Woven from tender willow branches, wild bear grass, cornhusks, yucca fibers, sumac, devils claw, sedge and a variety of other materials, baskets are some of the oldest utilitarian art forms on the planet. Made by almost every North American indigenous tribe, baskets fulfill both practical and spiritual functions. We recently acquired three significant collections of baskets, with objects from the Nuu-chah-nulth tribes in Canada, cornhusk bags from the Nez Perce, California baskets, as well as a large selection from the Southwest including Apache, Hopi and Navajo made pieces. The baskets in these collections are either vintage or antique, and look at home in a contemporary setting. Strong geometric patterns combined with warm organic materials create beautiful objects, which meld with a variety of décor styles. We are honored to expand our purview beyond the Southwest for this collection and exhibit basketry from across the continent.
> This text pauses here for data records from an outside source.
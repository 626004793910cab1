//! Composite signal orchestrator.
//!
//! Evaluated from bar 2 (three bars of Heiken-Ashi history) once the
//! instrument is known:
//!
//! - Entry: the oscillator leaving oversold enters long, leaving overbought
//!   enters short.
//! - Re-entry: with the MA cloud pointing the same way, the HA trend has just
//!   returned to that direction (two candles after a flip).
//! - Exit, first enabled match wins:
//!   1. long, bearish HA candle with `high == open` (flat top)
//!   2. long, bearish trend has just returned
//!   3. short, bullish HA candle with `low == open` (flat bottom)
//!   4. short, bullish trend has just returned
//!
//! "Long" and "short" here mean fast MA above / below the slow MA.

use crate::classifiers::{CandleTrend, MaCloud};
use crate::domain::{Candle, Direction, Instrument, Trend};
use crate::engine::config::SignalsConfig;
use crate::indicators::HeikenAshi;
use crate::oscillator::{ThresholdDetector, ThresholdEdge};
use crate::series::Series;
use serde::Serialize;

use super::{ExitReason, SignalCategory};

/// First bar the orchestrator evaluates.
pub const ORCHESTRATOR_WARMUP: usize = 2;

/// A signal drawn at a price level.
#[derive(Debug, Clone, Copy, PartialEq, Serialize)]
pub struct Marker {
    pub direction: Direction,
    pub price: f64,
}

/// Exit of a position on `direction`'s side.
#[derive(Debug, Clone, Copy, PartialEq, Serialize)]
pub struct ExitSignal {
    pub direction: Direction,
    pub reason: ExitReason,
    pub price: f64,
}

/// Everything the orchestrator fired on one bar.
#[derive(Debug, Clone, Copy, Default, PartialEq, Serialize)]
pub struct BarSignals {
    pub entry: Option<Direction>,
    pub reentry: Option<Marker>,
    pub exit: Option<ExitSignal>,
}

impl BarSignals {
    pub fn is_empty(&self) -> bool {
        self.entry.is_none() && self.reentry.is_none() && self.exit.is_none()
    }

    /// Fired categories with their marker price, in emission order.
    pub fn categories(&self) -> Vec<(SignalCategory, Option<f64>)> {
        let mut out = Vec::new();
        match self.entry {
            Some(Direction::Long) => out.push((SignalCategory::EnterLong, None)),
            Some(Direction::Short) => out.push((SignalCategory::EnterShort, None)),
            None => {}
        }
        if let Some(marker) = self.reentry {
            let category = match marker.direction {
                Direction::Long => SignalCategory::ReenterLong,
                Direction::Short => SignalCategory::ReenterShort,
            };
            out.push((category, Some(marker.price)));
        }
        if let Some(exit) = self.exit {
            let category = match exit.direction {
                Direction::Long => SignalCategory::ExitLong(exit.reason),
                Direction::Short => SignalCategory::ExitShort(exit.reason),
            };
            out.push((category, Some(exit.price)));
        }
        out
    }
}

/// Read-only view of the components the orchestrator fuses.
#[derive(Clone, Copy)]
pub struct SignalInputs<'a> {
    pub cloud: &'a MaCloud,
    pub candle_trend: &'a CandleTrend,
    pub heiken_ashi: &'a HeikenAshi,
    pub threshold: &'a ThresholdDetector,
}

fn is_flat_top(ha: &Candle) -> bool {
    ha.close < ha.open && ha.high == ha.open
}

fn is_flat_bottom(ha: &Candle) -> bool {
    ha.close > ha.open && ha.low == ha.open
}

#[derive(Debug, Clone)]
pub struct SignalOrchestrator {
    config: SignalsConfig,
    signals: Series<BarSignals>,
}

impl SignalOrchestrator {
    pub fn new(config: &SignalsConfig) -> Self {
        Self {
            config: config.clone(),
            signals: Series::new(),
        }
    }

    pub fn update(
        &mut self,
        index: usize,
        inputs: &SignalInputs<'_>,
        instrument: &Instrument,
    ) -> BarSignals {
        if index < ORCHESTRATOR_WARMUP {
            return BarSignals::default();
        }
        let signals = BarSignals {
            entry: self.entry(index, inputs),
            reentry: self.reentry(index, inputs, instrument),
            exit: self.exit(index, inputs, instrument),
        };
        self.signals.set(index, signals);
        signals
    }

    fn entry(&self, index: usize, inputs: &SignalInputs<'_>) -> Option<Direction> {
        match inputs.threshold.edge(index)? {
            ThresholdEdge::ExitOversold if self.config.enter_long.enabled => Some(Direction::Long),
            ThresholdEdge::ExitOverbought if self.config.enter_short.enabled => {
                Some(Direction::Short)
            }
            _ => None,
        }
    }

    fn reentry(
        &self,
        index: usize,
        inputs: &SignalInputs<'_>,
        instrument: &Instrument,
    ) -> Option<Marker> {
        let fast = inputs.cloud.fast(index);
        let slow = inputs.cloud.slow(index);
        let ha = inputs.heiken_ashi.candle(index);
        let offset = instrument.ticks(self.config.reentry_offset_ticks);

        if self.config.reenter_long.enabled
            && fast > slow
            && inputs.candle_trend.returning_to(index, Trend::Bullish)
        {
            return Some(Marker {
                direction: Direction::Long,
                price: ha.low - offset,
            });
        }
        if self.config.reenter_short.enabled
            && fast < slow
            && inputs.candle_trend.returning_to(index, Trend::Bearish)
        {
            return Some(Marker {
                direction: Direction::Short,
                price: ha.high + offset,
            });
        }
        None
    }

    fn exit(
        &self,
        index: usize,
        inputs: &SignalInputs<'_>,
        instrument: &Instrument,
    ) -> Option<ExitSignal> {
        let fast = inputs.cloud.fast(index);
        let slow = inputs.cloud.slow(index);
        let ha = inputs.heiken_ashi.candle(index);
        let trend = inputs.candle_trend;
        let offset = instrument.ticks(self.config.exit_offset_ticks);
        let cfg = &self.config;

        let long_exit = |reason| ExitSignal {
            direction: Direction::Long,
            reason,
            price: ha.high + offset,
        };
        let short_exit = |reason| ExitSignal {
            direction: Direction::Short,
            reason,
            price: ha.low - offset,
        };

        if fast > slow {
            if cfg.exit_long_flat_top.enabled && is_flat_top(&ha) {
                return Some(long_exit(ExitReason::FlatTop));
            }
            if cfg.exit_long_trend_dot.enabled && trend.returning_to(index, Trend::Bearish) {
                return Some(long_exit(ExitReason::OppositeTrendDot));
            }
        } else if fast < slow {
            if cfg.exit_short_flat_bottom.enabled && is_flat_bottom(&ha) {
                return Some(short_exit(ExitReason::FlatBottom));
            }
            if cfg.exit_short_trend_dot.enabled && trend.returning_to(index, Trend::Bullish) {
                return Some(short_exit(ExitReason::OppositeTrendDot));
            }
        }
        None
    }

    pub fn signals(&self, index: usize) -> BarSignals {
        self.signals.get(index)
    }

    pub fn truncate(&mut self, len: usize) {
        self.signals.truncate(len);
    }

    pub fn clear(&mut self) {
        self.signals.clear();
    }
}

#[cfg(test)]
mod tests {
    use super::*;
    use crate::engine::config::MaCloudConfig;
    use crate::indicators::MaType;
    use crate::oscillator::ThresholdLevels;

    struct Harness {
        candles: Series<Candle>,
        cloud: MaCloud,
        ha: HeikenAshi,
        trend: CandleTrend,
        threshold: ThresholdDetector,
        orchestrator: SignalOrchestrator,
        instrument: Instrument,
    }

    impl Harness {
        fn new(config: SignalsConfig) -> Self {
            Self {
                candles: Series::new(),
                cloud: MaCloud::new(&MaCloudConfig {
                    ma_type: MaType::Sma,
                    fast_period: 1,
                    slow_period: 8,
                }),
                ha: HeikenAshi::new(),
                trend: CandleTrend::new(),
                threshold: ThresholdDetector::new(ThresholdLevels::default()),
                orchestrator: SignalOrchestrator::new(&config),
                instrument: Instrument::new("TEST", 0.25).unwrap(),
            }
        }

        fn push(&mut self, candle: Candle, osc: Option<(f64, f64)>) -> BarSignals {
            let i = self.candles.len();
            self.candles.set(i, candle);
            let ha = self.ha.update(i, &candle);
            self.trend.update(i, &ha);
            self.cloud.update(i, &self.candles);
            match osc {
                Some((prev, curr)) => self.threshold.update(i, Some(prev), Some(curr)),
                None => self.threshold.update(i, None, None),
            };
            let inputs = SignalInputs {
                cloud: &self.cloud,
                candle_trend: &self.trend,
                heiken_ashi: &self.ha,
                threshold: &self.threshold,
            };
            self.orchestrator.update(i, &inputs, &self.instrument)
        }
    }

    fn up(c: f64) -> Candle {
        Candle::new(c - 1.0, c + 0.5, c - 1.5, c)
    }

    /// Steady climb, a two-bar pullback, then recovery. Fast (close) stays
    /// above slow (SMA 8) throughout. HA trend: bullish 0..=5, bearish 6..=7
    /// (bar 7 without an upper wick), bullish 8..=9.
    fn pullback() -> Vec<Candle> {
        let mut candles: Vec<Candle> = [10.0, 12.0, 14.0, 16.0, 18.0, 20.0]
            .into_iter()
            .map(up)
            .collect();
        candles.extend([
            Candle::new(19.0, 19.0, 15.0, 15.5),
            Candle::new(15.5, 17.0, 15.5, 16.8),
            Candle::new(16.8, 18.5, 16.8, 18.2),
            Candle::new(18.2, 19.5, 18.0, 19.2),
        ]);
        candles
    }

    fn replay(h: &mut Harness, candles: &[Candle]) -> Vec<BarSignals> {
        candles.iter().map(|c| h.push(*c, None)).collect()
    }

    #[test]
    fn nothing_before_bar_two() {
        let mut h = Harness::new(SignalsConfig::default());
        assert!(h.push(up(10.0), Some((10.0, 30.0))).is_empty());
        assert!(h.push(up(11.0), Some((10.0, 30.0))).is_empty());
        assert_eq!(h.orchestrator.signals(1), BarSignals::default());
    }

    #[test]
    fn entry_follows_oversold_and_overbought_exits() {
        let mut h = Harness::new(SignalsConfig::default());
        h.push(up(10.0), None);
        h.push(up(11.0), None);
        assert_eq!(h.push(up(12.0), Some((15.0, 25.0))).entry, Some(Direction::Long));
        assert_eq!(h.push(up(13.0), Some((85.0, 75.0))).entry, Some(Direction::Short));
        assert_eq!(h.push(up(14.0), Some((50.0, 85.0))).entry, None);
    }

    #[test]
    fn disabled_category_produces_nothing() {
        let mut config = SignalsConfig::default();
        config.enter_long.enabled = false;
        let mut h = Harness::new(config);
        h.push(up(10.0), None);
        h.push(up(11.0), None);
        assert_eq!(h.push(up(12.0), Some((15.0, 25.0))).entry, None);
    }

    #[test]
    fn flat_top_wins_over_trend_dot_exit() {
        let mut h = Harness::new(SignalsConfig::default());
        let out = replay(&mut h, &pullback());

        let ha = h.ha.candle(7);
        assert!(h.cloud.fast(7) > h.cloud.slow(7));
        assert_eq!(ha.high, ha.open);
        assert!(h.trend.returning_to(7, Trend::Bearish));
        assert_eq!(
            out[7].exit,
            Some(ExitSignal {
                direction: Direction::Long,
                reason: ExitReason::FlatTop,
                price: ha.high + 1.75,
            })
        );
        // The first bearish bar has a wick and no confirmed trend yet.
        assert_eq!(out[6].exit, None);
    }

    #[test]
    fn trend_dot_exit_when_flat_top_disabled() {
        let mut config = SignalsConfig::default();
        config.exit_long_flat_top.enabled = false;
        let mut h = Harness::new(config);
        let out = replay(&mut h, &pullback());
        let exit = out[7].exit.unwrap();
        assert_eq!(exit.reason, ExitReason::OppositeTrendDot);
        assert_eq!(exit.direction, Direction::Long);
    }

    #[test]
    fn reentry_long_after_bullish_return_in_uptrend() {
        let mut h = Harness::new(SignalsConfig::default());
        let out = replay(&mut h, &pullback());
        let ha = h.ha.candle(9);
        assert_eq!(
            out[9].reentry,
            Some(Marker {
                direction: Direction::Long,
                price: ha.low - 1.0,
            })
        );
        assert!(out[8].reentry.is_none());
        assert!(out.iter().all(|s| s.entry.is_none()));
    }

    #[test]
    fn categories_carry_marker_prices() {
        let signals = BarSignals {
            entry: Some(Direction::Long),
            reentry: None,
            exit: Some(ExitSignal {
                direction: Direction::Short,
                reason: ExitReason::FlatBottom,
                price: 9.5,
            }),
        };
        assert_eq!(
            signals.categories(),
            vec![
                (SignalCategory::EnterLong, None),
                (SignalCategory::ExitShort(ExitReason::FlatBottom), Some(9.5)),
            ]
        );
    }
}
March 22nd, Of the Moment: Treasures from our Trading Post

March 22, 2018

March 8, 2018 Southwestern Adornment

March 8, 2018

Sometimes, after you have stacked your wrists with bracelets, hung earrings and slung necklaces, you start running out of room for jewelry… this is not a new problem, but is probably familiar to anyone who is a fan of serious ornamentation. The Navajo, being masters of personal adornment, came up with solutions to this problem very early on. You start sewing jewelry on to your clothing, greatly increasing your surface area. Elaborate buttons, blouse decorations and collar tabs are all traditional forms of Navajo silverwork that are often overlooked or unknown to outsiders. We celebrate these forms, as well as the more recent iterations of pins and hatbands as the most perfect example of Southwestern bling: pieces equally at home on a vintage velvet shirt or a new jean jacket.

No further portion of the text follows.